In [None]:
from pathlib import Path
import os
import simplejson as json
import polars as pl
import json_repair
from tqdm import tqdm
from more_itertools import chunked
from loguru import logger
import asyncio as asio
from justatom.tooling.stl import reuuid
from justatom.storing.dataset import API as DatasetApi

from justatom.etc.io import io_snapshot
from justatom.tooling.reqs import openai_chat
from justatom.tooling.coro import _limit_concurrency
from justatom.running.igni import IGNIRunner

In [None]:
def source_from_dataset(dataset_name_or_path, **props):
    from justatom.storing.dataset import API as DatasetApi
    import polars as pl

    maybe_df_or_iter = DatasetApi.named(dataset_name_or_path).iterator(**props)
    if isinstance(maybe_df_or_iter, pl.DataFrame):
        pl_data = maybe_df_or_iter
    else:
        dataset = list(maybe_df_or_iter)
        pl_data = pl.from_dicts(dataset)
    return pl_data

In [None]:
dataset_name_or_path = Path.home() / "IDataset" / "SEVERSTAL" / "SEVERSTAL_48_split_by_line.xlsx"

In [None]:
pl_source_docs = source_from_dataset(dataset_name_or_path, sheet_name="Chunks")
pl_meta_docs = source_from_dataset(dataset_name_or_path, sheet_name="Documents")
pl_docs = pl_source_docs.join(pl_meta_docs, on="doc_id", how="inner")

In [None]:
pl_source_docs.head()

In [None]:
content_col = "chunk_text"
title_col = "doc_name"
chunk_id_col = "chunk_id"

In [None]:
logger.info(f"There are N=[{pl_docs.select('chunk_id').unique().shape[0]}] unique chunks")
logger.info(f"There are D=[{pl_docs.select('doc_id').unique().shape[0]}] unique docs")
logger.info(f"There L=[{pl_docs.select('doc_name').unique().shape[0]}] unique doc names")

In [None]:
def wrapper_for_props(d: dict, must_include_keys: list[str] = None) -> dict:
    """
    :param d: Source doc
    :param must_include_keys: List of keys to include
    :return: New doc with only specified `must_include_keys`
    """
    must_include_keys = d.keys() if must_include_keys is None else must_include_keys
    return {key: d[key] for key in must_include_keys if key in d}

In [None]:
async def pipeline(
    js_docs: list[dict],
    pr_runner,
    openai_model_name: str,
    batch_size: int = 16,
    coros_size: int = 2,
    save_snapshot_every: int = 5,
    snapshot_prefix: str = None,
    snapshot_where: str = None,
    timeout: int = 512,
    must_include_keys: list[str] | None = None,
    validate_json_response: bool = False,
):
    """
    We process `js_docs` by chunks where each chunk is of size `batch_size`.
    Each chunk is processed asynchronously via parallel `coros_size` coroutines.

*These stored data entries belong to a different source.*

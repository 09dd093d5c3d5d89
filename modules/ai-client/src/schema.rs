//! JSON-schema generation for structured model output.

use schemars::{schema_for, JsonSchema};
use serde::de::DeserializeOwned;

/// Types the model can be forced to produce via tool use.
///
/// Automatically implemented for any `JsonSchema + DeserializeOwned` type.
pub trait StructuredOutput: JsonSchema + DeserializeOwned {
    /// Tool input schema for this type: object schemas closed with
    /// `additionalProperties: false`, every property required, nested
    /// definitions inlined.
    fn tool_schema() -> serde_json::Value {
        let schema = schema_for!(Self);
        let mut value = serde_json::to_value(schema).unwrap_or_default();

        let definitions = value.get("definitions").cloned();
        tighten(&mut value, definitions.as_ref());

        if let serde_json::Value::Object(map) = &mut value {
            map.remove("definitions");
            map.remove("$schema");
        }

        value
    }
}

impl<T: JsonSchema + DeserializeOwned> StructuredOutput for T {}

/// Recursively close object schemas, mark all properties required, and
/// replace `$ref`/single-`allOf` indirection with the referenced schema.
fn tighten(value: &mut serde_json::Value, definitions: Option<&serde_json::Value>) {
    match value {
        serde_json::Value::Object(map) => {
            if let Some(serde_json::Value::String(ref_path)) = map.get("$ref").cloned() {
                if let Some(name) = ref_path.strip_prefix("#/definitions/") {
                    if let Some(def) = definitions.and_then(|d| d.get(name)) {
                        *value = def.clone();
                        tighten(value, definitions);
                        return;
                    }
                }
            }

            if let Some(serde_json::Value::Array(all_of)) = map.get("allOf").cloned() {
                if all_of.len() == 1 {
                    *value = all_of.into_iter().next().unwrap();
                    tighten(value, definitions);
                    return;
                }
            }

            if map.get("type") == Some(&serde_json::Value::String("object".into())) {
                map.insert("additionalProperties".into(), serde_json::Value::Bool(false));
                if let Some(serde_json::Value::Object(props)) = map.get("properties") {
                    let keys = props
                        .keys()
                        .map(|k| serde_json::Value::String(k.clone()))
                        .collect();
                    map.insert("required".into(), serde_json::Value::Array(keys));
                }
            }

            for (_, v) in map.iter_mut() {
                tighten(v, definitions);
            }
        }
        serde_json::Value::Array(items) => {
            for item in items.iter_mut() {
                tighten(item, definitions);
            }
        }
        _ => {}
    }
}

#[cfg(test)]
mod tests {
    use super::*;
    use serde::Deserialize;

    #[derive(Deserialize, JsonSchema)]
    struct Links {
        blog: String,
        video: Option<String>,
    }

    #[derive(Deserialize, JsonSchema)]
    struct PageIntel {
        summary: String,
        links: Links,
    }

    #[test]
    fn objects_are_closed_and_fully_required() {
        let schema = PageIntel::tool_schema();
        let obj = schema.as_object().unwrap();

        assert_eq!(
            obj.get("additionalProperties"),
            Some(&serde_json::Value::Bool(false))
        );
        let required: Vec<&str> = obj["required"]
            .as_array()
            .unwrap()
            .iter()
            .filter_map(|v| v.as_str())
            .collect();
        assert!(required.contains(&"summary"));
        assert!(required.contains(&"links"));
    }

    #[test]
    fn nested_definitions_are_inlined() {
        let schema = PageIntel::tool_schema();
        let obj = schema.as_object().unwrap();
        assert!(!obj.contains_key("definitions"));
        assert!(!obj.contains_key("$schema"));

        let links = &schema["properties"]["links"];
        assert!(links.get("$ref").is_none());
        assert_eq!(links["type"], "object");

        let nested_required: Vec<&str> = links["required"]
            .as_array()
            .unwrap()
            .iter()
            .filter_map(|v| v.as_str())
            .collect();
        assert!(nested_required.contains(&"blog"));
        assert!(nested_required.contains(&"video"));
    }
}
//! Sequential research stages: LinkedIn identity, then website review.

use anyhow::Result;
use async_trait::async_trait;
use tracing::{error, info, warn};

use leadflow_common::Report;
use leadflow_engine::Node;

use crate::deps::PipelineDeps;
use crate::prompts;
use crate::state::{titles, RunState, StateDelta};
use crate::structured::{extract, WebsiteIntel};

/// Resolve the lead's identity on LinkedIn: seeds the company name and
/// website, the lead's profile narrative, and the per-lead storage
/// folder. Folder creation is best-effort; a failure there never
/// aborts the lead.
pub struct LinkedInResearch;

#[async_trait]
impl Node<RunState, PipelineDeps> for LinkedInResearch {
    fn name(&self) -> &str {
        "linkedin_research"
    }

    async fn run(&self, state: &RunState, deps: &PipelineDeps) -> Result<Vec<StateDelta>> {
        let lead = state.lead()?;
        info!(lead = %lead.name, "Researching lead on LinkedIn");

        let identity = deps.linkedin.research_lead(&lead.name, &lead.email).await?;
        let company_narrative = deps
            .linkedin
            .research_company(&identity.company_linkedin_url)
            .await?;

        let mut company = state.company.clone();
        company.name = if identity.company_name.is_empty() {
            lead.company.clone()
        } else {
            identity.company_name.clone()
        };
        company.website = if identity.company_website.is_empty() {
            lead.website.clone()
        } else {
            identity.company_website.clone()
        };
        company.append_profile(&company_narrative);

        // Stable per-lead folder, derived from lead and company names.
        let leaf = format!("{}_{}", lead.name, company.name)
            .trim()
            .replace('/', "_");
        let folder = format!("Lead_Reports/{leaf}");
        if let Err(e) = deps.docs.ensure_folder(&folder, true).await {
            error!(folder = %folder, error = %e, "Could not create or access report folder");
        }

        Ok(vec![
            StateDelta::LeadProfileUpdated(identity.profile),
            StateDelta::CompanyUpdated(company),
            StateDelta::ReportFolder(folder),
        ])
    }
}

/// Scrape and analyze the company website, extract social links, and
/// produce the general research report. An empty scrape skips the LLM
/// analysis and falls back to empty website intel.
pub struct WebsiteReview;

#[async_trait]
impl Node<RunState, PipelineDeps> for WebsiteReview {
    fn name(&self) -> &str {
        "website_review"
    }

    async fn run(&self, state: &RunState, deps: &PipelineDeps) -> Result<Vec<StateDelta>> {
        let lead = state.lead()?;
        let mut company = state.company.clone();

        if !company.website.is_empty() {
            let content = match deps.scraper.scrape_markdown(&company.website).await {
                Ok(content) => content,
                Err(e) => {
                    warn!(website = %company.website, error = %e, "Website scrape failed");
                    String::new()
                }
            };

            let intel = if content.trim().is_empty() {
                // Nothing to analyze: use empty defaults instead of
                // invoking the model on an empty page.
                WebsiteIntel::default()
            } else {
                let system =
                    prompts::WEBSITE_ANALYSIS.replace("{main_url}", &company.website);
                extract::<WebsiteIntel>(deps.llm.as_ref(), &system, &content).await?
            };

            company.social.blog = intel.blog_url;
            company.social.youtube = intel.youtube;
            company.social.twitter = intel.twitter;
            company.social.facebook = intel.facebook;
            company.append_profile(&intel.summary);
        }

        let inputs = format!(
            "# **Lead Profile:**\n\n{}\n\n# **Company Information:**\n\n{}",
            lead.profile, company.profile
        );
        let report = deps
            .llm
            .complete(prompts::LEAD_SEARCH_REPORT, &inputs)
            .await?;

        Ok(vec![
            StateDelta::CompanyUpdated(company),
            StateDelta::ReportAdded(Report::markdown(titles::GENERAL_RESEARCH, report)),
        ])
    }
}
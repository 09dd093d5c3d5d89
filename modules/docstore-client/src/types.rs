use serde::{Deserialize, Serialize};

#[derive(Debug, Deserialize)]
pub struct FileList {
    #[serde(default)]
    pub files: Vec<DriveFile>,
}

#[derive(Debug, Clone, Deserialize)]
#[serde(rename_all = "camelCase")]
pub struct DriveFile {
    pub id: String,
    #[serde(default)]
    pub name: String,
    #[serde(default)]
    pub web_view_link: Option<String>,
}

#[derive(Debug, Serialize)]
#[serde(rename_all = "camelCase")]
pub struct FileMetadata {
    pub name: String,
    #[serde(skip_serializing_if = "Option::is_none")]
    pub mime_type: Option<String>,
    #[serde(skip_serializing_if = "Vec::is_empty")]
    pub parents: Vec<String>,
}

/// A folder resolved or created in the store.
#[derive(Debug, Clone)]
pub struct Folder {
    pub id: String,
    pub url: String,
}

/// A document persisted to the store.
#[derive(Debug, Clone)]
pub struct StoredDocument {
    pub document_url: String,
    pub shareable_url: Option<String>,
    pub folder_url: String,
}
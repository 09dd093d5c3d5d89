//! Graph assembly: nodes, edges, conditional routes, fan-out points.

use std::collections::HashMap;

use crate::error::GraphBuildError;
use crate::traits::{GraphState, Node};

pub(crate) type NodeId = usize;

/// Where an edge lands: another node, or the end of the traversal.
#[derive(Debug, Clone, PartialEq, Eq)]
pub enum EdgeTarget {
    Node(String),
    End,
}

impl EdgeTarget {
    pub fn node(name: impl Into<String>) -> Self {
        EdgeTarget::Node(name.into())
    }
}

impl From<&str> for EdgeTarget {
    fn from(name: &str) -> Self {
        EdgeTarget::Node(name.to_string())
    }
}

/// A resolved edge destination.
#[derive(Debug, Clone, Copy)]
pub(crate) enum Hop {
    Node(NodeId),
    End,
}

/// Outgoing transition of a node, resolved to node ids.
pub(crate) enum Transition<S> {
    Edge(Hop),
    /// Typed routing: the selector maps state to an index into `targets`.
    /// `None` means the route key matched no declared target.
    Conditional {
        selector: Box<dyn Fn(&S) -> Option<usize> + Send + Sync>,
        targets: Vec<Hop>,
    },
    /// Run all branches concurrently on a snapshot, merge their updates,
    /// then continue at `join`.
    FanOut { branches: Vec<NodeId>, join: NodeId },
}

enum PendingTransition<S> {
    Edge(EdgeTarget),
    Conditional {
        selector: Box<dyn Fn(&S) -> Option<usize> + Send + Sync>,
        targets: Vec<EdgeTarget>,
    },
    FanOut {
        branches: Vec<String>,
        join: String,
    },
}

/// An immutable, validated graph ready for execution.
pub struct Graph<S: GraphState, D: Send + Sync> {
    pub(crate) nodes: Vec<Box<dyn Node<S, D>>>,
    pub(crate) ids: HashMap<String, NodeId>,
    /// Indexed by NodeId. Nodes with no declared transition end the
    /// traversal (only fan-out branch nodes should be in that position).
    pub(crate) transitions: Vec<Transition<S>>,
    pub(crate) entry: NodeId,
}

impl<S: GraphState, D: Send + Sync> Graph<S, D> {
    pub(crate) fn id_of(&self, name: &str) -> Option<NodeId> {
        self.ids.get(name).copied()
    }

    pub fn entry_name(&self) -> &str {
        self.nodes[self.entry].name()
    }
}

/// Builder for [`Graph`]. Nodes are registered by name; edges reference
/// names and are resolved and validated by [`GraphBuilder::finish`].
pub struct GraphBuilder<S: GraphState, D: Send + Sync> {
    nodes: Vec<Box<dyn Node<S, D>>>,
    ids: HashMap<String, NodeId>,
    pending: Vec<(String, PendingTransition<S>)>,
    entry: Option<String>,
    error: Option<GraphBuildError>,
}

impl<S: GraphState, D: Send + Sync> Default for GraphBuilder<S, D> {
    fn default() -> Self {
        Self::new()
    }
}

impl<S: GraphState, D: Send + Sync> GraphBuilder<S, D> {
    pub fn new() -> Self {
        Self {
            nodes: Vec::new(),
            ids: HashMap::new(),
            pending: Vec::new(),
            entry: None,
            error: None,
        }
    }

    pub fn add_node(mut self, node: impl Node<S, D> + 'static) -> Self {
        let name = node.name().to_string();
        if self.ids.contains_key(&name) {
            self.error
                .get_or_insert(GraphBuildError::DuplicateNode(name));
            return self;
        }
        self.ids.insert(name, self.nodes.len());
        self.nodes.push(Box::new(node));
        self
    }

    pub fn entry(mut self, name: &str) -> Self {
        self.entry = Some(name.to_string());
        self
    }

    pub fn add_edge(mut self, from: &str, to: impl Into<EdgeTarget>) -> Self {
        self.pending
            .push((from.to_string(), PendingTransition::Edge(to.into())));
        self
    }

    /// Conditional routing keyed on a closed type, not free text: the
    /// router produces a route value and the edge follows the target
    /// declared for that value.
    pub fn add_conditional_edge<R, F>(
        mut self,
        from: &str,
        router: F,
        routes: Vec<(R, EdgeTarget)>,
    ) -> Self
    where
        R: PartialEq + Send + Sync + 'static,
        F: Fn(&S) -> R + Send + Sync + 'static,
    {
        let (keys, targets): (Vec<R>, Vec<EdgeTarget>) = routes.into_iter().unzip();
        let selector = Box::new(move |state: &S| {
            let route = router(state);
            keys.iter().position(|key| *key == route)
        });
        self.pending.push((
            from.to_string(),
            PendingTransition::Conditional { selector, targets },
        ));
        self
    }

    /// Fan out into `branches` (run concurrently, no relative order, no
    /// shared visibility), then continue at `join` once every branch has
    /// completed or failed.
    pub fn add_fanout(mut self, from: &str, branches: &[&str], join: &str) -> Self {
        self.pending.push((
            from.to_string(),
            PendingTransition::FanOut {
                branches: branches.iter().map(|b| b.to_string()).collect(),
                join: join.to_string(),
            },
        ));
        self
    }

    /// Resolve names, validate, and produce an executable graph.
    pub fn finish(self) -> Result<Graph<S, D>, GraphBuildError> {
        if let Some(err) = self.error {
            return Err(err);
        }

        let ids = self.ids;
        let resolve = |name: &str| -> Result<NodeId, GraphBuildError> {
            ids.get(name)
                .copied()
                .ok_or_else(|| GraphBuildError::UnknownNode(name.to_string()))
        };
        let resolve_target = |target: &EdgeTarget| -> Result<Hop, GraphBuildError> {
            match target {
                EdgeTarget::Node(name) => resolve(name).map(Hop::Node),
                EdgeTarget::End => Ok(Hop::End),
            }
        };

        let mut transitions: Vec<Option<Transition<S>>> =
            (0..self.nodes.len()).map(|_| None).collect();

        for (from, pending) in self.pending {
            let from_id = resolve(&from)?;
            if transitions[from_id].is_some() {
                return Err(GraphBuildError::DuplicateTransition(from));
            }
            let transition = match pending {
                PendingTransition::Edge(target) => Transition::Edge(resolve_target(&target)?),
                PendingTransition::Conditional { selector, targets } => {
                    let targets = targets
                        .iter()
                        .map(resolve_target)
                        .collect::<Result<Vec<_>, _>>()?;
                    Transition::Conditional { selector, targets }
                }
                PendingTransition::FanOut { branches, join } => Transition::FanOut {
                    branches: branches
                        .iter()
                        .map(|b| resolve(b))
                        .collect::<Result<Vec<_>, _>>()?,
                    join: resolve(&join)?,
                },
            };
            transitions[from_id] = Some(transition);
        }

        let entry = self.entry.ok_or(GraphBuildError::MissingEntry)?;
        let entry = resolve(&entry)?;

        Ok(Graph {
            nodes: self.nodes,
            ids,
            transitions: transitions
                .into_iter()
                .map(|t| t.unwrap_or(Transition::Edge(Hop::End)))
                .collect(),
            entry,
        })
    }
}
//! Stage implementations and graph wiring.

pub mod crm;
pub mod outreach;
pub mod presence;
pub mod qualify;
pub mod report;
pub mod research;
pub mod save;

use anyhow::Result;
use async_trait::async_trait;
use tracing::info;

use leadflow_common::LeadRecord;
use leadflow_engine::{EdgeTarget, Graph, GraphBuildError, GraphBuilder, Node};

use crate::deps::PipelineDeps;
use crate::queue::LeadQueue;
use crate::state::{Qualification, RunState, StateDelta};

/// Route out of the loop check.
#[derive(Debug, Clone, Copy, PartialEq, Eq)]
pub enum LoopDecision {
    NextLead,
    Done,
}

/// Pull the full backlog from the lead source, once per run.
/// A fetch failure is fatal to the run.
pub struct FetchLeads;

#[async_trait]
impl Node<RunState, PipelineDeps> for FetchLeads {
    fn name(&self) -> &str {
        "fetch_leads"
    }

    async fn run(&self, _state: &RunState, deps: &PipelineDeps) -> Result<Vec<StateDelta>> {
        let rows = deps
            .leads
            .fetch(&deps.policy.status_filter)
            .await
            .map_err(|e| leadflow_common::LeadFlowError::LeadSource(e.to_string()))?;

        let leads: Vec<LeadRecord> = rows.iter().map(LeadRecord::from_row).collect();
        info!(count = leads.len(), "Fetched leads");

        Ok(vec![StateDelta::QueueLoaded(LeadQueue::from_records(leads))])
    }
}

/// Pop the next lead (if any); the conditional edge out of this node
/// routes on the remaining count.
pub struct LoopCheck;

#[async_trait]
impl Node<RunState, PipelineDeps> for LoopCheck {
    fn name(&self) -> &str {
        "check_remaining"
    }

    async fn run(&self, state: &RunState, _deps: &PipelineDeps) -> Result<Vec<StateDelta>> {
        info!(remaining = state.queue.remaining(), "Checking for remaining leads");
        Ok(vec![StateDelta::NextLeadPopped])
    }
}

/// Fan-out anchor for the outreach branches.
pub struct CreateOutreach;

#[async_trait]
impl Node<RunState, PipelineDeps> for CreateOutreach {
    fn name(&self) -> &str {
        "create_outreach"
    }

    async fn run(&self, _state: &RunState, _deps: &PipelineDeps) -> Result<Vec<StateDelta>> {
        Ok(vec![])
    }
}

/// Assemble the full workflow graph.
///
/// ```text
/// fetch_leads → check_remaining ─(done)→ END
///                    │(next lead)
///                    ▼
///            linkedin_research → website_review
///                    ┌───────────────┼────────────────┐
///             blog_analysis  social_media_analysis  news_analysis
///                    └───────────────┼────────────────┘
///              digital_presence → global_report → score_lead → qualify_lead
///                    ┌───────────────┴(qualified)     │(not qualified)
///              create_outreach                        │
///        ┌───────────┼────────────────┐               │
///  outreach_report  personalized_email  interview_script
///        └───────────┼────────────────┘               │
///              save_reports → crm_update ←────────────┘
///                                  │
///                    check_remaining (loop)
/// ```
pub fn build_graph() -> Result<Graph<RunState, PipelineDeps>, GraphBuildError> {
    GraphBuilder::new()
        .add_node(FetchLeads)
        .add_node(LoopCheck)
        .add_node(research::LinkedInResearch)
        .add_node(research::WebsiteReview)
        .add_node(presence::BlogAnalysis)
        .add_node(presence::SocialMediaAnalysis)
        .add_node(presence::NewsAnalysis)
        .add_node(presence::DigitalPresence)
        .add_node(report::GlobalReport)
        .add_node(report::ScoreLead)
        .add_node(qualify::QualifyGate)
        .add_node(CreateOutreach)
        .add_node(outreach::OutreachReport)
        .add_node(outreach::PersonalizedEmail)
        .add_node(outreach::InterviewScript)
        .add_node(save::SaveReports)
        .add_node(crm::CrmUpdate)
        .entry("fetch_leads")
        .add_edge("fetch_leads", "check_remaining")
        .add_conditional_edge(
            "check_remaining",
            |state: &RunState| {
                if state.queue.has_next() {
                    LoopDecision::NextLead
                } else {
                    LoopDecision::Done
                }
            },
            vec![
                (LoopDecision::NextLead, EdgeTarget::node("linkedin_research")),
                (LoopDecision::Done, EdgeTarget::End),
            ],
        )
        .add_edge("linkedin_research", "website_review")
        .add_fanout(
            "website_review",
            &["blog_analysis", "social_media_analysis", "news_analysis"],
            "digital_presence",
        )
        .add_edge("digital_presence", "global_report")
        .add_edge("global_report", "score_lead")
        .add_edge("score_lead", "qualify_lead")
        .add_conditional_edge(
            "qualify_lead",
            qualify::route,
            vec![
                (Qualification::Qualified, EdgeTarget::node("create_outreach")),
                (Qualification::NotQualified, EdgeTarget::node("crm_update")),
            ],
        )
        .add_fanout(
            "create_outreach",
            &["outreach_report", "personalized_email", "interview_script"],
            "save_reports",
        )
        .add_edge("save_reports", "crm_update")
        .add_edge("crm_update", "check_remaining")
        .finish()
}

#[cfg(test)]
mod tests {
    use super::*;

    #[test]
    fn graph_wires_without_errors() {
        build_graph().expect("graph should build");
    }
}
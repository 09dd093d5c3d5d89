//! HTTP page scraping with markdown extraction.

use std::time::Duration;

use anyhow::{Context, Result};
use async_trait::async_trait;
use spider_transformations::transformation::content::{
    transform_content_input, ReturnFormat, TransformConfig, TransformInput,
};
use tracing::{info, warn};

use crate::traits::PageScraper;

const USER_AGENT: &str =
    "Mozilla/5.0 (Windows NT 10.0; Win64; x64) AppleWebKit/537.36 (KHTML, like Gecko) \
     Chrome/120.0.0.0 Safari/537.36";

/// Plain HTTP fetch + Readability extraction to markdown. Company sites
/// and blogs are static enough that no browser rendering is needed.
pub struct HttpScraper {
    http: reqwest::Client,
}

impl HttpScraper {
    pub fn new() -> Self {
        let http = reqwest::Client::builder()
            .timeout(Duration::from_secs(30))
            .user_agent(USER_AGENT)
            .build()
            .expect("Failed to build HTTP client");
        Self { http }
    }
}

impl Default for HttpScraper {
    fn default() -> Self {
        Self::new()
    }
}

/// Lead websites are often bare domains ("acme.com"); give them a scheme.
pub fn normalize_url(url: &str) -> String {
    let trimmed = url.trim();
    if trimmed.starts_with("http://") || trimmed.starts_with("https://") {
        trimmed.to_string()
    } else {
        format!("https://{trimmed}")
    }
}

#[async_trait]
impl PageScraper for HttpScraper {
    async fn scrape_markdown(&self, url: &str) -> Result<String> {
        let url = normalize_url(url);
        let parsed = url::Url::parse(&url).context("Invalid URL")?;
        if parsed.scheme() != "http" && parsed.scheme() != "https" {
            anyhow::bail!("Only http/https URLs are allowed, got: {}", parsed.scheme());
        }

        info!(url = url.as_str(), "Scraping URL");

        let response = self.http.get(&url).send().await?;
        let status = response.status();
        if !status.is_success() {
            anyhow::bail!("Failed to fetch {url}: status {status}");
        }
        let html = response.bytes().await?.to_vec();
        if html.is_empty() {
            warn!(url = url.as_str(), "Empty response body");
            return Ok(String::new());
        }

        let config = TransformConfig {
            readability: true,
            main_content: true,
            return_format: ReturnFormat::Markdown,
            filter_images: true,
            filter_svg: true,
            clean_html: true,
        };
        let input = TransformInput {
            url: Some(&parsed),
            content: &html,
            screenshot_bytes: None,
            encoding: None,
            selector_config: None,
            ignore_tags: None,
        };

        let markdown = transform_content_input(input, &config);
        if markdown.trim().is_empty() {
            warn!(url = url.as_str(), "Empty content after extraction");
            return Ok(String::new());
        }

        info!(url = url.as_str(), bytes = markdown.len(), "Scraped successfully");
        Ok(markdown.trim().to_string())
    }
}

#[cfg(test)]
mod tests {
    use super::*;

    #[test]
    fn bare_domains_get_a_scheme() {
        assert_eq!(normalize_url("acme.com"), "https://acme.com");
        assert_eq!(normalize_url("https://acme.com"), "https://acme.com");
        assert_eq!(normalize_url("  http://acme.com "), "http://acme.com");
    }
}
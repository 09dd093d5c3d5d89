pub mod error;

pub use error::{GmailError, Result};

use base64::Engine;
use tracing::info;

const BASE_URL: &str = "https://gmail.googleapis.com/gmail/v1/users/me";

/// Gmail API client for the outreach mailbox.
pub struct GmailClient {
    client: reqwest::Client,
    token: String,
}

impl GmailClient {
    pub fn new(token: String) -> Self {
        Self {
            client: reqwest::Client::new(),
            token,
        }
    }

    async fn post(&self, endpoint: &str, body: serde_json::Value) -> Result<()> {
        let resp = self
            .client
            .post(format!("{BASE_URL}/{endpoint}"))
            .bearer_auth(&self.token)
            .json(&body)
            .send()
            .await?;

        let status = resp.status();
        if !status.is_success() {
            let message = resp.text().await.unwrap_or_default();
            return Err(GmailError::Api {
                status: status.as_u16(),
                message,
            });
        }
        Ok(())
    }

    /// Create a draft in the mailbox without sending it.
    pub async fn create_draft(&self, recipient: &str, subject: &str, body: &str) -> Result<()> {
        info!(recipient, subject, "Creating draft email");
        let raw = encode_message(recipient, subject, body);
        self.post("drafts", serde_json::json!({ "message": { "raw": raw } }))
            .await
    }

    /// Send a message immediately.
    pub async fn send_email(&self, recipient: &str, subject: &str, body: &str) -> Result<()> {
        info!(recipient, subject, "Sending email");
        let raw = encode_message(recipient, subject, body);
        self.post("messages/send", serde_json::json!({ "raw": raw }))
            .await
    }
}

/// Build an RFC 2822 message and encode it the way the API expects
/// (URL-safe base64, no padding).
fn encode_message(recipient: &str, subject: &str, body: &str) -> String {
    let message = format!(
        "To: {recipient}\r\nSubject: {subject}\r\nContent-Type: text/plain; charset=utf-8\r\n\r\n{body}"
    );
    base64::engine::general_purpose::URL_SAFE_NO_PAD.encode(message)
}

#[cfg(test)]
mod tests {
    use super::*;

    #[test]
    fn encoded_message_round_trips() {
        let raw = encode_message("jane@acme.com", "Hello", "A short note.");
        let decoded = base64::engine::general_purpose::URL_SAFE_NO_PAD
            .decode(raw)
            .unwrap();
        let text = String::from_utf8(decoded).unwrap();
        assert!(text.starts_with("To: jane@acme.com\r\n"));
        assert!(text.contains("Subject: Hello"));
        assert!(text.ends_with("\r\n\r\nA short note."));
    }
}
use thiserror::Error;

/// Errors raised while assembling a graph.
#[derive(Debug, Error)]
pub enum GraphBuildError {
    #[error("duplicate node '{0}'")]
    DuplicateNode(String),

    #[error("edge references unknown node '{0}'")]
    UnknownNode(String),

    #[error("node '{0}' has more than one outgoing transition")]
    DuplicateTransition(String),

    #[error("no entry node set")]
    MissingEntry,
}

/// Errors raised during a traversal.
#[derive(Debug, Error)]
pub enum EngineError {
    /// The global step ceiling was hit. Always fatal to the run: it means
    /// a stage corrupted the loop condition and the traversal would not
    /// terminate on its own.
    #[error("step ceiling of {ceiling} reached at node '{node}'")]
    StepCeiling { node: String, ceiling: u64 },

    #[error("node '{node}' failed")]
    Node {
        node: String,
        #[source]
        source: anyhow::Error,
    },

    #[error("conditional edge from '{node}' produced a route with no target")]
    NoRoute { node: String },

    #[error("unknown start node '{0}'")]
    UnknownStart(String),
}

    :param js_docs: documents to process
    :param pr_runner: One of the instance `IPromptRunner` to create specific prompt
    """
    pipes = []

    for i, batch in tqdm(enumerate(chunked(js_docs, n=batch_size))):
        _batch = batch
        cur_result = await asio.gather(
            *_limit_concurrency(
                [
                    openai_chat(
                        pr_runner.prompt(**d),
                        timeout=timeout,
                        model=openai_model_name,
                        props=wrapper_for_props(d, must_include_keys=must_include_keys),
                    )
                    for d in _batch
                ],
                concurrency=coros_size,
            )
        )
        if not validate_json_response:
            pipes.extend(cur_result)
        else:
            # NOTE: Order of execution is preserved.
            js_answer_docs = [
                pr_runner.finalize(
                    raw_response=js_res["response"], **wrapper_for_props(js_doc, must_include_keys=must_include_keys)
                )
                for js_doc, js_res in zip(batch, cur_result, strict=True)
            ]
            pipes.extend(js_answer_docs)

        if (i + 1) % save_snapshot_every == 0:
            io_snapshot(pipes, where=snapshot_where, snapshot_number=str(i + 1), snapshot_prefix=snapshot_prefix)
    return pipes

In [None]:
title_col

In [None]:
pl_source_docs.head()

In [None]:
pl_meta_docs.head()

In [None]:
system_prompt = f"""
Generate synthetic data from short questions that users can ask chatbots or customer support in Russian.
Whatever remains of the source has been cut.